[Dataset items]
——

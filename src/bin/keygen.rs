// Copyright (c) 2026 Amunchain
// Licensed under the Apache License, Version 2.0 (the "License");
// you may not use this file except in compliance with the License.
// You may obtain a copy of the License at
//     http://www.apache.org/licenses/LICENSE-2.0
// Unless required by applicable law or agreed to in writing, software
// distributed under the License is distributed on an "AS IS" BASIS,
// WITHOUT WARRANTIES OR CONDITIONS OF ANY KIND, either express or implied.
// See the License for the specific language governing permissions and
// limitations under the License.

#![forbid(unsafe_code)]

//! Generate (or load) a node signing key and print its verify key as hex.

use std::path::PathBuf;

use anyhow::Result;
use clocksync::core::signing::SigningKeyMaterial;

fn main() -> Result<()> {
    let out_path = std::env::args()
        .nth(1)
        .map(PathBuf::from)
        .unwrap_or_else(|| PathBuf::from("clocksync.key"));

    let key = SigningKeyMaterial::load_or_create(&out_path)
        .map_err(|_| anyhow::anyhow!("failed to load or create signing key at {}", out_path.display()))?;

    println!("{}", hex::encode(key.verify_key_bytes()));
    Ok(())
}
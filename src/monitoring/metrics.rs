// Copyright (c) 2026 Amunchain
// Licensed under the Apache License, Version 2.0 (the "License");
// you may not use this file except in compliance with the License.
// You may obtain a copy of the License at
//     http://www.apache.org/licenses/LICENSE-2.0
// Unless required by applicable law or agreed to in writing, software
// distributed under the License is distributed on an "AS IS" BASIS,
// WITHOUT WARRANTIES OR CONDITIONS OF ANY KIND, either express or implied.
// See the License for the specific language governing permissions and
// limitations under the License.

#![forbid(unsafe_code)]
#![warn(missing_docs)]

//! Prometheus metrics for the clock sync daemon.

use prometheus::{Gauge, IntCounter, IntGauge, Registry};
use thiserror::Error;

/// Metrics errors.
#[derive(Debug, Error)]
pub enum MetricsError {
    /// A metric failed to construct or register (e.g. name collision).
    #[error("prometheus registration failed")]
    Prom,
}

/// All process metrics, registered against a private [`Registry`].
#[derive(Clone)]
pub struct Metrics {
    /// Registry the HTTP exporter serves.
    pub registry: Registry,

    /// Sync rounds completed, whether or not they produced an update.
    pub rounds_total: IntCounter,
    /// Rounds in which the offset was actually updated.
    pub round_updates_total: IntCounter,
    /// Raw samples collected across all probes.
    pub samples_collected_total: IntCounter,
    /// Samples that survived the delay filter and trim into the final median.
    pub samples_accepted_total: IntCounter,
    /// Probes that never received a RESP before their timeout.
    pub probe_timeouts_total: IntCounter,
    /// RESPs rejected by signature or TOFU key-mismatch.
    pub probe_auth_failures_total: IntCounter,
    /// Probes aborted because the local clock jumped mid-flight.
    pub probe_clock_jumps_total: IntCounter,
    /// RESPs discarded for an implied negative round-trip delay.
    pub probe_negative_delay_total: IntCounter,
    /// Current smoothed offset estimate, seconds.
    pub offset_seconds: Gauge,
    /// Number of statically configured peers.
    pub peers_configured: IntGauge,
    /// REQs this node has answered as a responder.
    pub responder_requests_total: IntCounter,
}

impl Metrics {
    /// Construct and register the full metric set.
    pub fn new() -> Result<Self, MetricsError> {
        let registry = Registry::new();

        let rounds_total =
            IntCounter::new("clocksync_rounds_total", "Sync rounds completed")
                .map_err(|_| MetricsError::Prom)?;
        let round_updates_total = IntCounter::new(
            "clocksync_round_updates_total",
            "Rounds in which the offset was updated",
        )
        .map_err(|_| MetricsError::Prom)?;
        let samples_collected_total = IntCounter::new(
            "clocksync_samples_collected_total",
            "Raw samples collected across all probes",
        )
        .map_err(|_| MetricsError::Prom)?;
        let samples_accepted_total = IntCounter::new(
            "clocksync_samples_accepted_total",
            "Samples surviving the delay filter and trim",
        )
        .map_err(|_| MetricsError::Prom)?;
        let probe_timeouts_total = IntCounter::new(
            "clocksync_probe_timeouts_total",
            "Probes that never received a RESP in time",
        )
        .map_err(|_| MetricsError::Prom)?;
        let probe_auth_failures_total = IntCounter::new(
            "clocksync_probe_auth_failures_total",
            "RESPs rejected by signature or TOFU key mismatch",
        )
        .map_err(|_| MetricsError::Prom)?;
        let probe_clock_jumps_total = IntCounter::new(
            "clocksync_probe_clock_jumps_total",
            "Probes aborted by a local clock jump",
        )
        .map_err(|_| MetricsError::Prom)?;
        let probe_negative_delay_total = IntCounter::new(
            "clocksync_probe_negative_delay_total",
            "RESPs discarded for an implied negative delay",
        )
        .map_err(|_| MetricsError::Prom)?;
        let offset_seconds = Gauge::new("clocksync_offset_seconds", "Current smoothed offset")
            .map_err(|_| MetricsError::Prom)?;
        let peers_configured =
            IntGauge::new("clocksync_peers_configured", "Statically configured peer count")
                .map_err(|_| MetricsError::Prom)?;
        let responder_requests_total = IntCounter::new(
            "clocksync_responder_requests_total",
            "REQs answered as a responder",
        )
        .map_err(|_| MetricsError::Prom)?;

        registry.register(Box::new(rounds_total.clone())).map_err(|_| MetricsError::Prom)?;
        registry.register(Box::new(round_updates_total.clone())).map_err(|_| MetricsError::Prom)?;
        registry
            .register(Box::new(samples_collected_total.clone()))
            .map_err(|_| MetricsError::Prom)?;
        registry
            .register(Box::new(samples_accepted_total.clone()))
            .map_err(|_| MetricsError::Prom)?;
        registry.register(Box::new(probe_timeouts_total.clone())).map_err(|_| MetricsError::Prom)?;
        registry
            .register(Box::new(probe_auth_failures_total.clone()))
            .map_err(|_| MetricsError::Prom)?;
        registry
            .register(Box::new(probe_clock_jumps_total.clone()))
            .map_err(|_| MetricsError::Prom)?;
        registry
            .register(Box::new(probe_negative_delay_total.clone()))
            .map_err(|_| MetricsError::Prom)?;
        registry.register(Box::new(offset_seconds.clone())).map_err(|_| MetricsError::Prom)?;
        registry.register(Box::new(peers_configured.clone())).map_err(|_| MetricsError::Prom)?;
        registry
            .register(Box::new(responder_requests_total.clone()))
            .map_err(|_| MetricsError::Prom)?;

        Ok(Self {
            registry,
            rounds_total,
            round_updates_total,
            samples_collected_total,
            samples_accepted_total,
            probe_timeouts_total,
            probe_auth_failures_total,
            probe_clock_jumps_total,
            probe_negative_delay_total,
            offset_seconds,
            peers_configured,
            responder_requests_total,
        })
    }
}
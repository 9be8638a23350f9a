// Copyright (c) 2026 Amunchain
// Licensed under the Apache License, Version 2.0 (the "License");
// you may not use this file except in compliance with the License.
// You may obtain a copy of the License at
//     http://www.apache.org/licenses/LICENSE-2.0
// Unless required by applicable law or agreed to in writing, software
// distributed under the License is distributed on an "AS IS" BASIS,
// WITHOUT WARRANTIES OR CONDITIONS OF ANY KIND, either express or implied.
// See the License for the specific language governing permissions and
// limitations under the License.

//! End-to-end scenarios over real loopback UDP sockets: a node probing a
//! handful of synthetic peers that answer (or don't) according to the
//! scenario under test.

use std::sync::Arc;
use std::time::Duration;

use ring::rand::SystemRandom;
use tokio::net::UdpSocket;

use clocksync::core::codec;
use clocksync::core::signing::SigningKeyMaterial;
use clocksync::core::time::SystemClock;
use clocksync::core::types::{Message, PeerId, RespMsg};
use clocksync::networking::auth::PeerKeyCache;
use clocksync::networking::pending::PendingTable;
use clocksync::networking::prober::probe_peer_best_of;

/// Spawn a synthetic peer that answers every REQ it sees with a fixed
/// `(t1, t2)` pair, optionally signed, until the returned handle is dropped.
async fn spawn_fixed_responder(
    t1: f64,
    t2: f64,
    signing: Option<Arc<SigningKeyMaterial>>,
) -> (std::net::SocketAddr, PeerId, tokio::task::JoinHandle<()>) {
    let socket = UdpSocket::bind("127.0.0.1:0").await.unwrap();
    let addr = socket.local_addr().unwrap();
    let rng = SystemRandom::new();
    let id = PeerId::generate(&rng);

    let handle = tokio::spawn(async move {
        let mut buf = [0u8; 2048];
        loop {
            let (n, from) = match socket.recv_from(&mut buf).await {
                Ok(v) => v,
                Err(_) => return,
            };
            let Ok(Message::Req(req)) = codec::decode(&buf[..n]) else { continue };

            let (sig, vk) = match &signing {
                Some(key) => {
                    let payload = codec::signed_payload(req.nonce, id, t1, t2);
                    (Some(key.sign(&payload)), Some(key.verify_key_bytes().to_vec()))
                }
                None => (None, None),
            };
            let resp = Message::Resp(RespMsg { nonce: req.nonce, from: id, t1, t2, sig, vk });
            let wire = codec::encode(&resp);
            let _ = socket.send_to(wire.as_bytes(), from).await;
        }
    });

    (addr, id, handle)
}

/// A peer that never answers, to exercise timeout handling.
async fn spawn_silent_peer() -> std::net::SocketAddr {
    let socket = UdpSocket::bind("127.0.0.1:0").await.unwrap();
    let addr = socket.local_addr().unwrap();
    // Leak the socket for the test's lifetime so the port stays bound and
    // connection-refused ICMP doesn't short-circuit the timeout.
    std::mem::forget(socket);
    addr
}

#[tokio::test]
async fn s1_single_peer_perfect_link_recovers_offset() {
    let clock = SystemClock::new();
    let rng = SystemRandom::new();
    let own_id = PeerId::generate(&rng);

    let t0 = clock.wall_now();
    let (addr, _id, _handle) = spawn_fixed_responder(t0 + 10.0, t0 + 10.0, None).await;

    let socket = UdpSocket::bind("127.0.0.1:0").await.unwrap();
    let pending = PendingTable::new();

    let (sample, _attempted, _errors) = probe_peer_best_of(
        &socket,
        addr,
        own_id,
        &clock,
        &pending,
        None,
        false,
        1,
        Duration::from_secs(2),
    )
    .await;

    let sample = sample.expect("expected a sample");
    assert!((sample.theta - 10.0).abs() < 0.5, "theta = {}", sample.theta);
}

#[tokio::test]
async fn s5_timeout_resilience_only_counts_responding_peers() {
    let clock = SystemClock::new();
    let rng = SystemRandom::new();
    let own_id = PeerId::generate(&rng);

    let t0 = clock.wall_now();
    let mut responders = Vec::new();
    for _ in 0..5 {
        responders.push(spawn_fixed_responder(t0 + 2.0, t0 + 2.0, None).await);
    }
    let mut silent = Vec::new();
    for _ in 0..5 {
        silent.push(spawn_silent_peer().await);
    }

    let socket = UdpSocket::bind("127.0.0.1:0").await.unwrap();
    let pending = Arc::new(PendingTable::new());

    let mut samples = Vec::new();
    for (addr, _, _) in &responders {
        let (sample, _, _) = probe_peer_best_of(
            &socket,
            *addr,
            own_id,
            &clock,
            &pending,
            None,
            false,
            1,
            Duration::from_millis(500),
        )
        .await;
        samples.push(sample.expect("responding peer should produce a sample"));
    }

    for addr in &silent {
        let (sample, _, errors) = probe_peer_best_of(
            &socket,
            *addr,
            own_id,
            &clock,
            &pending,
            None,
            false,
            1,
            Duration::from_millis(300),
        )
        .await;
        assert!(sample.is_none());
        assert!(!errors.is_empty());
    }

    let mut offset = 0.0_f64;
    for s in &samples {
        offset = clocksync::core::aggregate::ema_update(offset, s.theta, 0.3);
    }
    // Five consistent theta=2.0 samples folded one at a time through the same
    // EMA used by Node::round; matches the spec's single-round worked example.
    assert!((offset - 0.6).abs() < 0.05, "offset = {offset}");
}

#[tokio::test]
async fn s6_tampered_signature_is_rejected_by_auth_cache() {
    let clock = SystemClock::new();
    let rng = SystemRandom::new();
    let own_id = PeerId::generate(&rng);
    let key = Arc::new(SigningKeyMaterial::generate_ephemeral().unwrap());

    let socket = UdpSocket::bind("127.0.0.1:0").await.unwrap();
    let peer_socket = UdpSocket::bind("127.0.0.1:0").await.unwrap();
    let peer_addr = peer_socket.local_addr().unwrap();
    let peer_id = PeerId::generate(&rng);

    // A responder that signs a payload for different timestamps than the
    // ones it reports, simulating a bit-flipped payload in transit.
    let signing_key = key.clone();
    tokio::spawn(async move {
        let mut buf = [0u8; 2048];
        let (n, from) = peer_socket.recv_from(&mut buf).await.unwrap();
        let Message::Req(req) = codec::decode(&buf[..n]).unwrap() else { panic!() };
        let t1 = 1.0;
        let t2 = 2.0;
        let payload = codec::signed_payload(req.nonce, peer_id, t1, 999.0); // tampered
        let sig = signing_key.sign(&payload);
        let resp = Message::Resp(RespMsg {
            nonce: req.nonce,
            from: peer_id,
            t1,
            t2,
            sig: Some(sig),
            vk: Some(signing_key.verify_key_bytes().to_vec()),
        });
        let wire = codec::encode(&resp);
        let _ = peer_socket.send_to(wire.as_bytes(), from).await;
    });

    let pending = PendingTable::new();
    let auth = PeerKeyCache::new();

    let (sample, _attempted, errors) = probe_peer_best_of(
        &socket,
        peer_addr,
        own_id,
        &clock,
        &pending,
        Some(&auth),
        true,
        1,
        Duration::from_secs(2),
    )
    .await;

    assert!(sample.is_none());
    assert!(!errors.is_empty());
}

——

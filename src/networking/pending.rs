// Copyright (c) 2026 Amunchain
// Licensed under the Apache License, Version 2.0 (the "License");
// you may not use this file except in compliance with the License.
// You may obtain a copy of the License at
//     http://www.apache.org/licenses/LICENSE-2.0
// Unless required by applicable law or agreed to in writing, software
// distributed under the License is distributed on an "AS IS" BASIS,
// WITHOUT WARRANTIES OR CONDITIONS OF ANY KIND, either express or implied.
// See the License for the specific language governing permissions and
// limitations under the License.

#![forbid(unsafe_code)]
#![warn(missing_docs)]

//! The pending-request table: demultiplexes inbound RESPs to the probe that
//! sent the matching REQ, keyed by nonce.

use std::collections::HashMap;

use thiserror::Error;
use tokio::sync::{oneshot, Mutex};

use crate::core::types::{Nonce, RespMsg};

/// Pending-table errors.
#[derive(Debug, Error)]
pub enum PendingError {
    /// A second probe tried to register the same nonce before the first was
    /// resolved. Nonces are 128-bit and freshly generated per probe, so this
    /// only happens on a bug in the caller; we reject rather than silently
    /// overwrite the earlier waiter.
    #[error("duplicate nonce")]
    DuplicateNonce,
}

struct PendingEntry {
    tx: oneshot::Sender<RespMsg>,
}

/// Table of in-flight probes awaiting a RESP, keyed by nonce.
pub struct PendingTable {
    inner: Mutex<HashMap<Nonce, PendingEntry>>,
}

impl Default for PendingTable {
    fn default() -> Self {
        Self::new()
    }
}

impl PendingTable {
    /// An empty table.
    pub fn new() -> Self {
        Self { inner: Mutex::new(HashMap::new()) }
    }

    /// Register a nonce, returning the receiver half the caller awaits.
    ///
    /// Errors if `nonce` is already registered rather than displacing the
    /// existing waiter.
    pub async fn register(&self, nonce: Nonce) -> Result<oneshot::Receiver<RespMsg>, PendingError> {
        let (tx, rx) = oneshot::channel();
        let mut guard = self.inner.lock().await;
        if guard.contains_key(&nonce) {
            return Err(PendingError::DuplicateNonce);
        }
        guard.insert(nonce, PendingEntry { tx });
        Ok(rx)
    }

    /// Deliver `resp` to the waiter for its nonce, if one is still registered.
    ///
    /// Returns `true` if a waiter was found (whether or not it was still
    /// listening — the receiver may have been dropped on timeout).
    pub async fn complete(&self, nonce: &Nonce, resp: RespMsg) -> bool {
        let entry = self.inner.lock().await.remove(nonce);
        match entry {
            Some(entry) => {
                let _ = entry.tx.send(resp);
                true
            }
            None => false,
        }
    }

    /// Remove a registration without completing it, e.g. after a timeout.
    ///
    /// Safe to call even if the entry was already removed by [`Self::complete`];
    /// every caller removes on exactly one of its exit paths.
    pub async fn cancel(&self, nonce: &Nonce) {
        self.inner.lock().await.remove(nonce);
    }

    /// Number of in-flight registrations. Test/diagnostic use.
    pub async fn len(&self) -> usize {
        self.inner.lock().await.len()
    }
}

——

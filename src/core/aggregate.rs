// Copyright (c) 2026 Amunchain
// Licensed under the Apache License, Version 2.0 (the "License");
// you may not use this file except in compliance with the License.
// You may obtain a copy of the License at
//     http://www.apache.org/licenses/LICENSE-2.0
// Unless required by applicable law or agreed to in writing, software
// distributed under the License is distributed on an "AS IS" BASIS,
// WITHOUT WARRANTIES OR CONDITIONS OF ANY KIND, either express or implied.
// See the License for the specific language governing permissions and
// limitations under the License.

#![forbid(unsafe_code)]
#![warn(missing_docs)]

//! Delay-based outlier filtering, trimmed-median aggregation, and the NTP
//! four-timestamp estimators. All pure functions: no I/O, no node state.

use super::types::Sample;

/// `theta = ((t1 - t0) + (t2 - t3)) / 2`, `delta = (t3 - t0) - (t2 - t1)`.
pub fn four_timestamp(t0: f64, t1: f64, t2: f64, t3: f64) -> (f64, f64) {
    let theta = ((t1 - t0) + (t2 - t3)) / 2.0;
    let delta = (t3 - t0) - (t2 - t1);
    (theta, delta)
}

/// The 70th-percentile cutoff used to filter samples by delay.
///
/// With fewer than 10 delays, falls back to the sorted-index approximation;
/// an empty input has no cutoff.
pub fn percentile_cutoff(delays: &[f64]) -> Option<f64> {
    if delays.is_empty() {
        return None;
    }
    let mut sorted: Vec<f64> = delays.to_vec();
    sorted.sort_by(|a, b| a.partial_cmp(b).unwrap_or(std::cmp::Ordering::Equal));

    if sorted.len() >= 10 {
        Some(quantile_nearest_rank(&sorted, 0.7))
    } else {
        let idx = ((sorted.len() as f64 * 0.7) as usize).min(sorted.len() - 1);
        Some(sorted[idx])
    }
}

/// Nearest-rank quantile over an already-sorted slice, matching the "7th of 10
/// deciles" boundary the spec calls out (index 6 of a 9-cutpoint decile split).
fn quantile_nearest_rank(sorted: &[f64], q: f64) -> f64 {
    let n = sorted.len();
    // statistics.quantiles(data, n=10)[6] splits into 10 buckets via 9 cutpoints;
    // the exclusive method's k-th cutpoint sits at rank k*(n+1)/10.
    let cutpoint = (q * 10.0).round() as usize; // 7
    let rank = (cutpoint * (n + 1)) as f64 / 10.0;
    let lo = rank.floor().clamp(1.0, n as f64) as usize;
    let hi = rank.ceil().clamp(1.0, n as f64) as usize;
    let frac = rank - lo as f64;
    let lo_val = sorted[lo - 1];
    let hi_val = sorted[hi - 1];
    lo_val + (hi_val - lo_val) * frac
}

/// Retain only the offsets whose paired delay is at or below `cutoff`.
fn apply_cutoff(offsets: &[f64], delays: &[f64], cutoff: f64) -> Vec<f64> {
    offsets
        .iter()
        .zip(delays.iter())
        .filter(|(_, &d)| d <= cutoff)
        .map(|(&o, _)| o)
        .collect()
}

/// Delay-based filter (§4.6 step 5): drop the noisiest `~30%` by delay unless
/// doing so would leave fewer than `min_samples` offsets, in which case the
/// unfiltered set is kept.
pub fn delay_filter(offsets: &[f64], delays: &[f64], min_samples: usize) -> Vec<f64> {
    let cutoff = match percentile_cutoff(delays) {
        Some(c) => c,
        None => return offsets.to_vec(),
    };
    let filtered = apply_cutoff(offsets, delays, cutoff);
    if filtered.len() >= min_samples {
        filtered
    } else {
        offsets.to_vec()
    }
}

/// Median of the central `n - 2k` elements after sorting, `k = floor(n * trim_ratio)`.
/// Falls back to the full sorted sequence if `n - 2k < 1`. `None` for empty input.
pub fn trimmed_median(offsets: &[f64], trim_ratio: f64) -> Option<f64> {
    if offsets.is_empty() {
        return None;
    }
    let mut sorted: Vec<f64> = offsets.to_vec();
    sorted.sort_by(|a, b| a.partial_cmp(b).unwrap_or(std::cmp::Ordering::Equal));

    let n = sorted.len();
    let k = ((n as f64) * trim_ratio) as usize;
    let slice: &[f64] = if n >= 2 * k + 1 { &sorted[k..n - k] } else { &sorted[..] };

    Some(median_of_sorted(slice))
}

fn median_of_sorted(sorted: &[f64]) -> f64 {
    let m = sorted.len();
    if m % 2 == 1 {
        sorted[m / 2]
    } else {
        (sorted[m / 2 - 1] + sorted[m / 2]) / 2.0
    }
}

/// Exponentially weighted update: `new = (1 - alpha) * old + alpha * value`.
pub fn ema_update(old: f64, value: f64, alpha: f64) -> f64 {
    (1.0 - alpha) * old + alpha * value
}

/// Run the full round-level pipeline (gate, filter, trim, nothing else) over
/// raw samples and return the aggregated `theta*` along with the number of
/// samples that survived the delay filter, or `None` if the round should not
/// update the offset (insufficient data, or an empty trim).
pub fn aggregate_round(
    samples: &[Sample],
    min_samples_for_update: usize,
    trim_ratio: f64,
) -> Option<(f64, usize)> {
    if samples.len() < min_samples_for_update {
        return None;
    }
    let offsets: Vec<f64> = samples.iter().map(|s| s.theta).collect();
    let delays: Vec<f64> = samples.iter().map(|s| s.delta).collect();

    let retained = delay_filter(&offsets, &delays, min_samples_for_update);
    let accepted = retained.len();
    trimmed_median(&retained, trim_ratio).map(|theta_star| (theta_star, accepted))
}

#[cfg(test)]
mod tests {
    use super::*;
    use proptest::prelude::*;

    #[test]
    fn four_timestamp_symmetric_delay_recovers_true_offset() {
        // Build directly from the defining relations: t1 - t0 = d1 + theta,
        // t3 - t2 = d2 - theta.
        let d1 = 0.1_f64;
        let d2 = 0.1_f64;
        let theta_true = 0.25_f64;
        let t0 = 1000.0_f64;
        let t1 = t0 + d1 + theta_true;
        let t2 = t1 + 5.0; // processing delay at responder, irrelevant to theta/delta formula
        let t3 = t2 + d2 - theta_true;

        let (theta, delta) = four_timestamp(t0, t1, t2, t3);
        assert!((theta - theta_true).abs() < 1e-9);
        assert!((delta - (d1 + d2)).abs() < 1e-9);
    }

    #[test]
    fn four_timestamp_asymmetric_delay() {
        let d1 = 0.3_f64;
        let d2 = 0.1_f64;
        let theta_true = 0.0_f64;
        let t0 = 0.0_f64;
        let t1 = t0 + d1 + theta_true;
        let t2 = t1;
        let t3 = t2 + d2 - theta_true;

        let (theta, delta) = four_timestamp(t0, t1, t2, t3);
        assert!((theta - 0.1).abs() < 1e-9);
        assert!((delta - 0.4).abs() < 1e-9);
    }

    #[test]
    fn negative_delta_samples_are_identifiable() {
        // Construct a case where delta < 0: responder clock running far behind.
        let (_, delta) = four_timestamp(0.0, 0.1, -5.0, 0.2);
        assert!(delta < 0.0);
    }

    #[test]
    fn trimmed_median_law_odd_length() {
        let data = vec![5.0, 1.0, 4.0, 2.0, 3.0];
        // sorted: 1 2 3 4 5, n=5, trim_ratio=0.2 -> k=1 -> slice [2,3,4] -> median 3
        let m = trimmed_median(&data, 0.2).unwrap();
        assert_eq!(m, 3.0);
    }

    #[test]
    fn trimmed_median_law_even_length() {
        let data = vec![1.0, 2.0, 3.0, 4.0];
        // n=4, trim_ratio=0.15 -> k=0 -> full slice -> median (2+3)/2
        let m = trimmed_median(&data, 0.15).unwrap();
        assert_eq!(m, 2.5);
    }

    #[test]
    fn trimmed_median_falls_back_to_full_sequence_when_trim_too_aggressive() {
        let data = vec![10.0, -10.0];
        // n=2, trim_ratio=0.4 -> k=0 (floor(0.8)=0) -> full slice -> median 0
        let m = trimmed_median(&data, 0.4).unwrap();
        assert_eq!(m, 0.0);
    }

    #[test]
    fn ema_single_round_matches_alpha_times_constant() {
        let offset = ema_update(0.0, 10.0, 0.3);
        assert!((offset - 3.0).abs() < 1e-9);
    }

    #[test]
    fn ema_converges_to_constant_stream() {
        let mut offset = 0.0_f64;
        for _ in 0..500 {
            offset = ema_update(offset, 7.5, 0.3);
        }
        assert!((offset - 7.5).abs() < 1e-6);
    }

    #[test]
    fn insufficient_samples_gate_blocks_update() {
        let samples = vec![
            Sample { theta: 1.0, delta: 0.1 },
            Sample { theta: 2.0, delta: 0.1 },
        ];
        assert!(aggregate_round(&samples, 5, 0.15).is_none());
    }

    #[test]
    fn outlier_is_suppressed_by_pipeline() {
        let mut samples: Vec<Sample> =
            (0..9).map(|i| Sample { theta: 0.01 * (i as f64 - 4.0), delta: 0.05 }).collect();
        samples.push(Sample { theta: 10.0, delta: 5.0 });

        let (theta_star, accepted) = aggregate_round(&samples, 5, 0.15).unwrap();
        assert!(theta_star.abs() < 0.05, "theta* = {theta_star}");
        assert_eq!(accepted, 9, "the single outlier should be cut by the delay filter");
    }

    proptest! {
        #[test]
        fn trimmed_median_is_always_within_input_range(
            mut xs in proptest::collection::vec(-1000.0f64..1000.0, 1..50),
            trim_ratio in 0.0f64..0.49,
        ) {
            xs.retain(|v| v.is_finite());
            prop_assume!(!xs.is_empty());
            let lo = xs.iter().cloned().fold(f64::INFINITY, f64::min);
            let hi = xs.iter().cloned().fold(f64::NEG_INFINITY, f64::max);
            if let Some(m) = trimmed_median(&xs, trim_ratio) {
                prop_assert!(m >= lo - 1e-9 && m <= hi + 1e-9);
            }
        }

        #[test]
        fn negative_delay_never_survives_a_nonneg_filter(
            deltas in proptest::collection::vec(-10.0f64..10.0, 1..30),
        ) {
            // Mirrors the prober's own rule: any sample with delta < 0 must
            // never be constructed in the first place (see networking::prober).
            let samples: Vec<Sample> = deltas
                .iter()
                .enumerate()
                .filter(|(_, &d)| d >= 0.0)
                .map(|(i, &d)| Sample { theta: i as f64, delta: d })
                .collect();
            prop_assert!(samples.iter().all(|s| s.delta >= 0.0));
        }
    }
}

——

* AIM OF THE EXERCISE *
Reproduce the lines of the entries above from the one with "fn quantile_nearest_rank(sorted: &[f64], q: f64)" to the one with "at rank k*(n+1)/10.", both included, exactly and without any other line.

* ANSWER TO THE EXERCISE *
fn quantile_nearest_rank(sorted: &[f64], q: f64) -> f64 {
    let n = sorted.len();
    // statistics.quantiles(data, n=10)[6] splits into 10 buckets via 9 cutpoints;
    // the exclusive method's k-th cutpoint sits at rank k*(n+1)/10.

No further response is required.